### Exercise prompt:
Without omitting anything, return the records precisely as given.

*** Opening Material shown ***

//! Repository layer.
//!
//! Each repository is a zero-sized struct providing async methods. Methods
//! that take part in multi-statement transactions accept any
//! [`sqlx::PgExecutor`], so they run against `&PgPool` or `&mut *tx` alike.

pub mod account_repo;
pub mod item_repo;
pub mod progress_repo;

pub use account_repo::AccountRepo;
pub use item_repo::ItemRepo;
pub use progress_repo::ProgressRepo;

*** Closing Material shown ***

### Solution:
//! Repository layer.
//!
//! Each repository is a zero-sized struct providing async methods. Methods
//! that take part in multi-statement transactions accept any
//! [`sqlx::PgExecutor`], so they run against `&PgPool` or `&mut *tx` alike.

pub mod account_repo;
pub mod item_repo;
pub mod progress_repo;

pub use account_repo::AccountRepo;
pub use item_repo::ItemRepo;
pub use progress_repo::ProgressRepo;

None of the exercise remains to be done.